mod backend;
mod logic;
mod scenarios;
mod util;

use anyhow::{Context, Result};
use clap::Parser;
use colored::Colorize;
use std::fs::File;
use std::io::{BufWriter, Write, stdout};
use std::path::PathBuf;
use std::time::Instant;

use logic::{LogicTester, ScenarioResult};
use scenarios::{expand_scenarios, get_scenario, list_scenarios};
use util::{parse_seeds, split_csv};

#[derive(Debug, Parser)]
#[command(name = "policyplay-tester", version)]
#[command(about = "Scripted QA runs of the PolicyPlay tap and escape games against a mock backend")]
struct Args {
    /// Scenarios to run (comma-separated; `smoke` and `all` are groups)
    #[arg(long, default_value = "smoke")]
    scenarios: String,

    /// List all available scenarios and exit
    #[arg(long)]
    list_scenarios: bool,

    /// Seeds to run (comma-separated)
    #[arg(long, default_value = "1337")]
    seeds: String,

    /// Number of iterations per scenario and seed
    #[arg(long, default_value_t = 10)]
    iterations: usize,

    /// Output report format
    #[arg(long, default_value = "console")]
    #[arg(value_parser = ["json", "markdown", "console"])]
    report: String,

    /// Verbose output
    #[arg(short, long)]
    verbose: bool,

    /// Optional path to write the report output instead of stdout
    #[arg(long)]
    output: Option<PathBuf>,
}

fn main() -> Result<()> {
    env_logger::init();
    let args = Args::parse();

    if maybe_list_scenarios(&args)? {
        return Ok(());
    }

    announce_banner();

    let start_time = Instant::now();
    let scenarios = expand_scenarios(&split_csv(&args.scenarios));
    let seeds = parse_seeds(&args.seeds)?;
    let results = run_scenarios(&args, &scenarios, &seeds);

    write_reports(&args, &results, start_time)?;

    if results.iter().any(|r| !r.passed) {
        std::process::exit(1);
    }
    Ok(())
}

fn maybe_list_scenarios(args: &Args) -> Result<bool> {
    if !args.list_scenarios {
        return Ok(false);
    }
    let mut output_target = OutputTarget::new(args.output.clone())?;
    writeln!(output_target.writer(), "Available scenarios:")?;
    for (key, description) in list_scenarios() {
        writeln!(output_target.writer(), "  {key:25} - {description}")?;
    }
    output_target.flush_inner()?;
    Ok(true)
}

fn announce_banner() {
    println!("{}", "🎯 PolicyPlay Automated Tester".bright_cyan().bold());
    println!("{}", "==============================".cyan());
}

fn run_scenarios(args: &Args, scenarios: &[String], seeds: &[u64]) -> Vec<ScenarioResult> {
    println!("{}", "🧠 Running Game Flow Tests".bright_yellow().bold());
    println!("{}", "-".repeat(30).yellow());

    let tester = LogicTester::new(args.verbose);
    let mut results = Vec::new();
    for key in scenarios {
        if let Some(scenario) = get_scenario(key) {
            log::info!("running {key} over {} seeds", seeds.len());
            results.extend(tester.run_scenario(&scenario, seeds, args.iterations));
        } else {
            eprintln!("⚠️  Unknown scenario: {}", key.yellow());
        }
    }
    results
}

fn write_reports(args: &Args, results: &[ScenarioResult], start_time: Instant) -> Result<()> {
    let mut output_target = OutputTarget::new(args.output.clone())?;

    match args.report.as_str() {
        "json" => logic::generate_json_report(&mut output_target, results)?,
        "markdown" => {
            if results.is_empty() {
                writeln!(
                    &mut output_target,
                    "# PolicyPlay QA Results\n\n_No scenarios executed._"
                )?;
            } else {
                logic::generate_markdown_report(&mut output_target, results)?;
            }
        }
        _ => {
            if results.is_empty() {
                writeln!(&mut output_target, "No scenarios executed.")?;
            } else {
                logic::generate_console_report(
                    &mut output_target,
                    results,
                    start_time.elapsed(),
                )?;
            }
        }
    }

    if args.report == "console" {
        writeln!(&mut output_target)?;
        writeln!(&mut output_target, "🏁 Total time: {:?}", start_time.elapsed())?;
    }
    output_target.flush_inner()?;
    Ok(())
}

enum OutputTarget {
    Stdout(BufWriter<std::io::Stdout>),
    File(BufWriter<File>),
}

impl OutputTarget {
    fn new(path: Option<PathBuf>) -> Result<Self> {
        if let Some(path) = path {
            let file = File::create(&path)
                .with_context(|| format!("failed to create {}", path.display()))?;
            Ok(Self::File(BufWriter::new(file)))
        } else {
            Ok(Self::Stdout(BufWriter::new(stdout())))
        }
    }

    fn writer(&mut self) -> &mut dyn Write {
        match self {
            Self::Stdout(w) => w,
            Self::File(w) => w,
        }
    }

    fn flush_inner(&mut self) -> std::io::Result<()> {
        match self {
            Self::Stdout(w) => w.flush(),
            Self::File(w) => w.flush(),
        }
    }
}

impl Write for OutputTarget {
    fn write(&mut self, buf: &[u8]) -> std::io::Result<usize> {
        self.writer().write(buf)
    }

    fn flush(&mut self) -> std::io::Result<()> {
        self.flush_inner()
    }
}

#[cfg(test)]
mod tests {
    use super::*;

    #[test]
    fn args_default_to_smoke_console() {
        let args = Args::parse_from(["policyplay-tester"]);
        assert_eq!(args.scenarios, "smoke");
        assert_eq!(args.report, "console");
        assert_eq!(args.iterations, 10);
    }

    #[test]
    fn unknown_report_format_is_rejected() {
        assert!(Args::try_parse_from(["policyplay-tester", "--report", "csv"]).is_err());
    }
}
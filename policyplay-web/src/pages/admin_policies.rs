use crate::components::alert::{AlertBanner, AlertKind};
use crate::components::loading::Loading;
use crate::i18n::t;
use policyplay_core::PolicySummary;
use yew::prelude::*;

#[derive(Properties, PartialEq, Clone)]
pub struct Props {
    pub policies: Option<Vec<PolicySummary>>,
    #[prop_or_default]
    pub deleting: Option<String>,
    #[prop_or_default]
    pub notice: Option<AttrValue>,
    #[prop_or_default]
    pub error: Option<AttrValue>,
    /// Emits the policy to delete; confirmation is the container's job.
    pub on_delete: Callback<PolicySummary>,
}

#[function_component(AdminPoliciesPage)]
pub fn admin_policies_page(p: &Props) -> Html {
    let rows = p.policies.iter().flatten().map(|policy| {
        let cb = p.on_delete.clone();
        let target = policy.clone();
        let busy = p.deleting.as_deref() == Some(policy.policy_id.as_str());
        html! {
            <tr data-testid={format!("admin-policy-{}", policy.policy_id)}>
                <td>{ policy.display_title().to_string() }</td>
                <td class="text-xs">{ policy.filename.clone() }</td>
                <td>{ policy.rules_count }</td>
                <td>{ policy.clauses_count }</td>
                <td class="text-xs">{ policy.uploaded_at.clone().unwrap_or_default() }</td>
                <td>
                    <button class="btn btn-error btn-xs" disabled={busy}
                        onclick={Callback::from(move |_| cb.emit(target.clone()))}
                        data-testid={format!("delete-{}", policy.policy_id)}>
                        { if busy { t("admin.deleting") } else { t("admin.delete") } }
                    </button>
                </td>
            </tr>
        }
    });
    let body = match &p.policies {
        None => html! { <Loading /> },
        Some(list) if list.is_empty() => html! { <div class="alert">{ t("policies.empty") }</div> },
        Some(_) => html! {
            <div class="overflow-x-auto">
                <table class="table table-zebra">
                    <thead>
                        <tr>
                            <th>{ t("admin.policy_title") }</th>
                            <th>{ t("admin.filename") }</th>
                            <th>{ t("upload.rules") }</th>
                            <th>{ t("upload.clauses") }</th>
                            <th>{ t("admin.uploaded") }</th>
                            <th></th>
                        </tr>
                    </thead>
                    <tbody>{ for rows }</tbody>
                </table>
            </div>
        },
    };
    html! {
        <section class="space-y-6" data-testid="admin-policies-page">
            <h1 class="text-4xl font-bold">{ t("admin.policies_title") }</h1>
            <AlertBanner message={p.notice.clone()} kind={AlertKind::Success} />
            <AlertBanner message={p.error.clone()} />
            { body }
        </section>
    }
}
use serde::{Deserialize, Serialize};

#[derive(Debug, Clone, Copy, PartialEq, Eq, Hash, Serialize, Deserialize)]
#[serde(rename_all = "lowercase")]
pub enum GameType {
    Scenario,
    Violation,
}

impl GameType {
    #[must_use]
    pub const fn as_str(self) -> &'static str {
        match self {
            Self::Scenario => "scenario",
            Self::Violation => "violation",
        }
    }
}

#[derive(Debug, Clone, PartialEq, Eq, Serialize, Deserialize)]
pub struct Scenario {
    pub scenario_text: String,
    #[serde(default)]
    pub options: Vec<String>,
    pub correct_answer: usize,
    #[serde(default)]
    pub explanation: String,
    #[serde(default)]
    pub policy_rule_used: String,
}

#[derive(Debug, Clone, PartialEq, Eq, Serialize, Deserialize)]
pub struct ViolationScenario {
    pub scenario_text: String,
    #[serde(default)]
    pub violation_text: String,
    #[serde(default)]
    pub violation_start: usize,
    #[serde(default)]
    pub violation_end: usize,
    #[serde(default)]
    pub explanation: String,
    #[serde(default)]
    pub policy_rule_violated: String,
}

#[derive(Debug, Clone, PartialEq, Eq, Serialize, Deserialize)]
pub struct GameSession {
    pub session_id: String,
    pub policy_id: String,
    pub game_type: GameType,
    #[serde(default)]
    pub scenario: Option<Scenario>,
    #[serde(default)]
    pub violation_scenario: Option<ViolationScenario>,
    #[serde(default)]
    pub created_at: Option<String>,
}

/// Character span inside a violation scenario text.
#[derive(Debug, Clone, Copy, PartialEq, Eq, Serialize, Deserialize)]
pub struct ViolationRange {
    pub start: usize,
    pub end: usize,
}

#[derive(Debug, Clone, PartialEq, Eq, Serialize, Deserialize)]
pub struct GameSubmission {
    pub session_id: String,
    pub answer: Option<usize>,
    pub violation_range: Option<ViolationRange>,
}

#[derive(Debug, Clone, PartialEq, Eq, Serialize, Deserialize)]
pub struct GameResult {
    pub session_id: String,
    pub correct: bool,
    pub score: i32,
    #[serde(default)]
    pub explanation: String,
    #[serde(default)]
    pub policy_rule: String,
    #[serde(default)]
    pub correct_answer: Option<String>,
}

/// Row in a per-policy or per-user game listing.
#[derive(Debug, Clone, PartialEq, Eq, Serialize, Deserialize)]
pub struct GameListing {
    pub session_id: String,
    #[serde(default)]
    pub policy_id: String,
    pub game_type: GameType,
    #[serde(default)]
    pub completed: bool,
    #[serde(default)]
    pub score: Option<i32>,
    #[serde(default)]
    pub created_at: Option<String>,
    #[serde(default)]
    pub title: String,
}

#[derive(Debug, Clone, PartialEq, Eq, Serialize, Deserialize)]
pub struct GeneratedBatch {
    pub policy_id: String,
    #[serde(default)]
    pub total_games: u32,
    #[serde(default)]
    pub games: Vec<GameListing>,
}
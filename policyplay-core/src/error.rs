use serde_json::Value;

/// Failure of a backend call, classified for the UI.
#[derive(Debug, Clone, PartialEq, Eq, thiserror::Error)]
pub enum ApiError {
    #[error(
        "Cannot connect to backend server. Please make sure the backend is running on {backend_url}"
    )]
    Network { backend_url: String },
    #[error("{detail}")]
    Unauthorized { detail: String },
    #[error("{detail}")]
    Forbidden { detail: String },
    #[error("{detail}")]
    Server { status: u16, detail: String },
    #[error("Unexpected response from server: {0}")]
    Decode(String),
    #[error("{0}")]
    Invalid(String),
}

/// What a page should do after a failed call.
#[derive(Debug, Clone, Copy, PartialEq, Eq)]
pub enum Recovery {
    /// Clear the session and send the user to the login page.
    Relogin,
    /// Leave the admin area with an admin-required message.
    AdminRequired,
    /// Show the message and stay.
    Alert,
}

impl ApiError {
    #[must_use]
    pub fn network(backend_url: &str) -> Self {
        Self::Network {
            backend_url: backend_url.to_string(),
        }
    }

    /// Classify a non-success HTTP response.
    #[must_use]
    pub fn from_response(status: u16, body: &str) -> Self {
        let detail = detail_from_body(status, body);
        match status {
            401 => Self::Unauthorized { detail },
            403 => Self::Forbidden { detail },
            _ => Self::Server { status, detail },
        }
    }

    #[must_use]
    pub const fn status(&self) -> Option<u16> {
        match self {
            Self::Unauthorized { .. } => Some(401),
            Self::Forbidden { .. } => Some(403),
            Self::Server { status, .. } => Some(*status),
            Self::Network { .. } | Self::Decode(_) | Self::Invalid(_) => None,
        }
    }

    #[must_use]
    pub const fn recovery(&self) -> Recovery {
        match self {
            Self::Unauthorized { .. } => Recovery::Relogin,
            Self::Forbidden { .. } => Recovery::AdminRequired,
            _ => Recovery::Alert,
        }
    }
}

/// Extract the backend's human-readable error from a response body.
///
/// Understands `{"detail": "..."}`, validation lists of `{"msg": "..."}` and
/// `{"message": "..."}`. Falls back to `Server error: {status}`.
#[must_use]
pub fn detail_from_body(status: u16, body: &str) -> String {
    let parsed: Option<Value> = serde_json::from_str(body).ok();
    let detail = parsed.as_ref().and_then(|value| {
        let detail = match value.get("detail") {
            Some(Value::String(text)) => Some(text.clone()),
            Some(Value::Array(items)) => {
                let msgs: Vec<&str> = items
                    .iter()
                    .filter_map(|item| item.get("msg").and_then(Value::as_str))
                    .collect();
                (!msgs.is_empty()).then(|| msgs.join("; "))
            }
            _ => None,
        };
        detail.or_else(|| {
            value
                .get("message")
                .and_then(Value::as_str)
                .map(str::to_string)
        })
    });
    detail
        .filter(|text| !text.trim().is_empty())
        .unwrap_or_else(|| format!("Server error: {status}"))
}

#[cfg(test)]
mod tests {
    use super::*;

    #[test]
    fn classifies_auth_statuses() {
        let unauth = ApiError::from_response(401, r#"{"detail":"Could not validate credentials"}"#);
        assert_eq!(unauth.recovery(), Recovery::Relogin);
        assert_eq!(unauth.to_string(), "Could not validate credentials");

        let forbidden = ApiError::from_response(403, "");
        assert_eq!(forbidden.recovery(), Recovery::AdminRequired);
        assert_eq!(forbidden.status(), Some(403));

        let server = ApiError::from_response(500, "<html>oops</html>");
        assert_eq!(server.recovery(), Recovery::Alert);
        assert_eq!(server.to_string(), "Server error: 500");
    }

    #[test]
    fn reads_validation_and_message_bodies() {
        let body = r#"{"detail":[{"msg":"field required"},{"msg":"value is not a valid email"}]}"#;
        assert_eq!(
            detail_from_body(422, body),
            "field required; value is not a valid email"
        );
        assert_eq!(detail_from_body(400, r#"{"message":"bad"}"#), "bad");
        assert_eq!(detail_from_body(404, r#"{"detail":""}"#), "Server error: 404");
    }

    #[test]
    fn network_error_names_backend() {
        let err = ApiError::network("http://localhost:8000");
        assert!(err.to_string().contains("http://localhost:8000"));
        assert_eq!(err.status(), None);
        assert_eq!(err.recovery(), Recovery::Alert);
    }
}
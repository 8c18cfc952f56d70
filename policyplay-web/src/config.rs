//! Build-time and runtime configuration.
//!
//! `PUBLIC_URL` sets the router base when the app is hosted under a
//! subdirectory. `POLICYPLAY_API_URL` overrides the API address used on local
//! hosts. `POLICYPLAY_LOG` picks the console log level.
use policyplay_core::ApiEndpoint;

/// Base path for the router (e.g., `/play` when hosted under a subdirectory).
///
/// Returns `None` when no base path is configured so the router falls back to root.
#[must_use]
pub fn router_base() -> Option<String> {
    router_base_with_base(option_env!("PUBLIC_URL").unwrap_or(""))
}

/// API endpoint for the page currently loaded in the browser.
#[cfg(target_arch = "wasm32")]
#[must_use]
pub fn api_endpoint() -> ApiEndpoint {
    let location = crate::dom::window().location();
    let hostname = location.hostname().unwrap_or_default();
    let protocol = location.protocol().unwrap_or_default();
    endpoint_for(&hostname, &protocol)
}

/// API endpoint for an arbitrary page location.
#[must_use]
pub fn endpoint_for(hostname: &str, protocol: &str) -> ApiEndpoint {
    policyplay_core::resolve_endpoint(hostname, protocol, option_env!("POLICYPLAY_API_URL"))
}

#[must_use]
pub fn log_level() -> log::Level {
    log_level_from(option_env!("POLICYPLAY_LOG"))
}

fn log_level_from(raw: Option<&str>) -> log::Level {
    raw.and_then(|value| value.trim().parse().ok())
        .unwrap_or(log::Level::Info)
}

fn router_base_with_base(base: &str) -> Option<String> {
    let base = base.trim().trim_end_matches('/');
    if base.is_empty() {
        None
    } else {
        Some(base.to_string())
    }
}

#[cfg(test)]
mod tests {
    use super::*;

    #[test]
    fn router_base_is_none_by_default() {
        assert_eq!(router_base(), None);
    }

    #[test]
    fn router_base_returns_trimmed_value() {
        assert_eq!(router_base_with_base("/play/"), Some(String::from("/play")));
        assert_eq!(router_base_with_base(" / "), None);
        assert_eq!(router_base_with_base("  /learn/  "), Some(String::from("/learn")));
    }

    #[test]
    fn remote_hosts_use_port_8000() {
        let endpoint = endpoint_for("policy.example.org", "https:");
        assert_eq!(endpoint.api_url(), "https://policy.example.org:8000/api");
        assert_eq!(endpoint.backend_url(), "https://policy.example.org:8000");
    }

    #[test]
    fn log_level_parses_names() {
        assert_eq!(log_level_from(Some("debug")), log::Level::Debug);
        assert_eq!(log_level_from(Some("WARN")), log::Level::Warn);
        assert_eq!(log_level_from(Some("chatty")), log::Level::Info);
        assert_eq!(log_level_from(None), log::Level::Info);
    }
}
//! `RenderContext`: the state shared by every parse of one render.

use crate::cache::MetricCache;
use crate::config::Config;
use crate::error::Diagnostic;
use crate::provider::Providers;
use crate::text::{RichText, Span};
use std::borrow::Cow;

/// An open style and the identity used to track where it started.
#[derive(Debug, Clone, Copy, PartialEq, Eq)]
pub struct ActiveStyle {
    /// Unique per opening, so reopening the same color starts a new range.
    pub id: u32,
    /// The style.
    pub span: Span,
}

/// Styles that apply to everything appended from now on.
#[derive(Debug, Default)]
pub struct StyleStack {
    active: Vec<ActiveStyle>,
    next_id: u32,
}

impl StyleStack {
    /// Open a style.
    pub fn open(&mut self, span: Span) {
        self.active.push(ActiveStyle {
            id: self.next_id,
            span,
        });
        self.next_id = self.next_id.wrapping_add(1);
    }

    /// Close the most recently opened instance of `span`.
    pub fn close(&mut self, span: Span) {
        if let Some(pos) = self.active.iter().rposition(|s| s.span == span) {
            self.active.remove(pos);
        }
    }

    /// Close everything.
    pub fn clear(&mut self) {
        self.active.clear();
    }

    /// Currently open styles, oldest first.
    pub fn active(&self) -> &[ActiveStyle] {
        &self.active
    }

    /// Check if nothing is open.
    pub fn is_empty(&self) -> bool {
        self.active.is_empty()
    }

    /// Set the open styles aside for an independent nested parse.
    pub(crate) fn suspend(&mut self) -> Vec<ActiveStyle> {
        std::mem::take(&mut self.active)
    }

    /// Bring back styles set aside by [`StyleStack::suspend`].
    pub(crate) fn resume(&mut self, saved: Vec<ActiveStyle>) {
        self.active = saved;
    }
}

/// Everything a template parse reads or writes besides its own buffers.
pub struct RenderContext<'a> {
    /// Active configuration.
    pub config: &'a Config,
    pub(crate) providers: &'a mut dyn Providers,
    /// Resolved members of this render.
    pub cache: MetricCache,
    /// Styles applied to appended text.
    pub styles: StyleStack,
    /// Distinct colors seen in the ascii art, in first-seen order.
    pub auto_colors: Vec<String>,
    /// Parsing layout lines rather than ascii art.
    pub parsing_layout: bool,
    /// The separator reset was already injected into the current line.
    pub sep_reset_applied: bool,
    /// Some color was applied during this render.
    pub first_color_seen: bool,
    /// Lines produced by an expanding module while parsing the current line.
    pub spliced: Vec<RichText>,
    /// Recoverable problems, in the order found.
    pub diagnostics: Vec<Diagnostic>,
}

impl<'a> RenderContext<'a> {
    /// Create a fresh context.
    pub fn new(config: &'a Config, providers: &'a mut dyn Providers) -> Self {
        Self {
            config,
            providers,
            cache: MetricCache::new(),
            styles: StyleStack::default(),
            auto_colors: Vec::new(),
            parsing_layout: false,
            sep_reset_applied: false,
            first_color_seen: false,
            spliced: Vec::new(),
            diagnostics: Vec::new(),
        }
    }

    /// Drop all per-render state and the providers' caches.
    pub fn reset(&mut self) {
        self.providers.clear_cache();
        self.cache.reset();
        self.styles.clear();
        self.auto_colors.clear();
        self.parsing_layout = false;
        self.sep_reset_applied = false;
        self.first_color_seen = false;
        self.spliced.clear();
        self.diagnostics.clear();
    }

    /// Styling is switched off for this render.
    pub const fn styling_suppressed(&self) -> bool {
        self.config.disable_colors
    }

    /// Record a recoverable problem.
    pub fn report(&mut self, diagnostic: Diagnostic) {
        tracing::error!(kind = ?diagnostic.kind, "PARSER: {diagnostic}");
        self.diagnostics.push(diagnostic);
    }

    /// Put a reset around the first separator token of a layout line, once
    /// per line.
    pub fn inject_separator_reset<'s>(&mut self, line: &'s str) -> Cow<'s, str> {
        let sep = self.config.sep_reset.as_str();
        if sep.is_empty() || self.sep_reset_applied {
            return Cow::Borrowed(line);
        }
        let Some(pos) = line.find(sep) else {
            return Cow::Borrowed(line);
        };
        self.sep_reset_applied = true;

        let at = if self.config.sep_reset_after {
            pos + sep.len()
        } else {
            pos
        };
        let mut injected = String::with_capacity(line.len() + 4);
        injected.push_str(&line[..at]);
        injected.push_str("${0}");
        injected.push_str(&line[at..]);
        Cow::Owned(injected)
    }
}

#[cfg(test)]
mod tests {
    use super::*;
    use crate::provider::FixedProviders;
    use crate::text::{Modifiers, Rgb};

    #[test]
    fn test_style_stack_ids_are_unique() {
        let mut stack = StyleStack::default();
        let red = Span::Foreground(Rgb::new(255, 0, 0));
        stack.open(red);
        stack.clear();
        stack.open(red);

        assert_eq!(stack.active().len(), 1);
        assert_eq!(stack.active()[0].id, 1);
    }

    #[test]
    fn test_style_stack_close_latest() {
        let mut stack = StyleStack::default();
        let bold = Span::Emphasis(Modifiers::BOLD);
        stack.open(bold);
        stack.open(Span::Background(Rgb::BLACK));
        stack.open(bold);
        stack.close(bold);

        assert_eq!(stack.active().len(), 2);
        assert_eq!(stack.active()[0].span, bold);
    }

    #[test]
    fn test_separator_reset_once_per_line() {
        let config = Config::default();
        let mut providers = FixedProviders::new();
        let mut ctx = RenderContext::new(&config, &mut providers);

        assert_eq!(ctx.inject_separator_reset("OS: a: b"), "OS${0}: a: b");
        assert_eq!(ctx.inject_separator_reset("CPU: x"), "CPU: x");

        ctx.sep_reset_applied = false;
        assert_eq!(ctx.inject_separator_reset("no token"), "no token");
        assert!(!ctx.sep_reset_applied);
    }

    #[test]
    fn test_separator_reset_after_token() {
        let config = Config {
            sep_reset_after: true,
            ..Config::default()
        };
        let mut providers = FixedProviders::new();
        let mut ctx = RenderContext::new(&config, &mut providers);

        assert_eq!(ctx.inject_separator_reset("OS: a"), "OS:${0} a");
    }

    #[test]
    fn test_reset_clears_providers() {
        let config = Config::default();
        let mut providers = FixedProviders::new();
        {
            let mut ctx = RenderContext::new(&config, &mut providers);
            ctx.auto_colors.push("red".into());
            ctx.reset();
            assert!(ctx.auto_colors.is_empty());
        }
        assert_eq!(providers.clear_count(), 1);
    }
}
· · ·
*What to produce*: Check every line above for the string "testid", and copy the ones that have it.

*Solution for this task*:
            <tr data-testid={format!("admin-policy-{}", policy.policy_id)}>
                        data-testid={format!("delete-{}", policy.policy_id)}>
        <section class="space-y-6" data-testid="admin-policies-page">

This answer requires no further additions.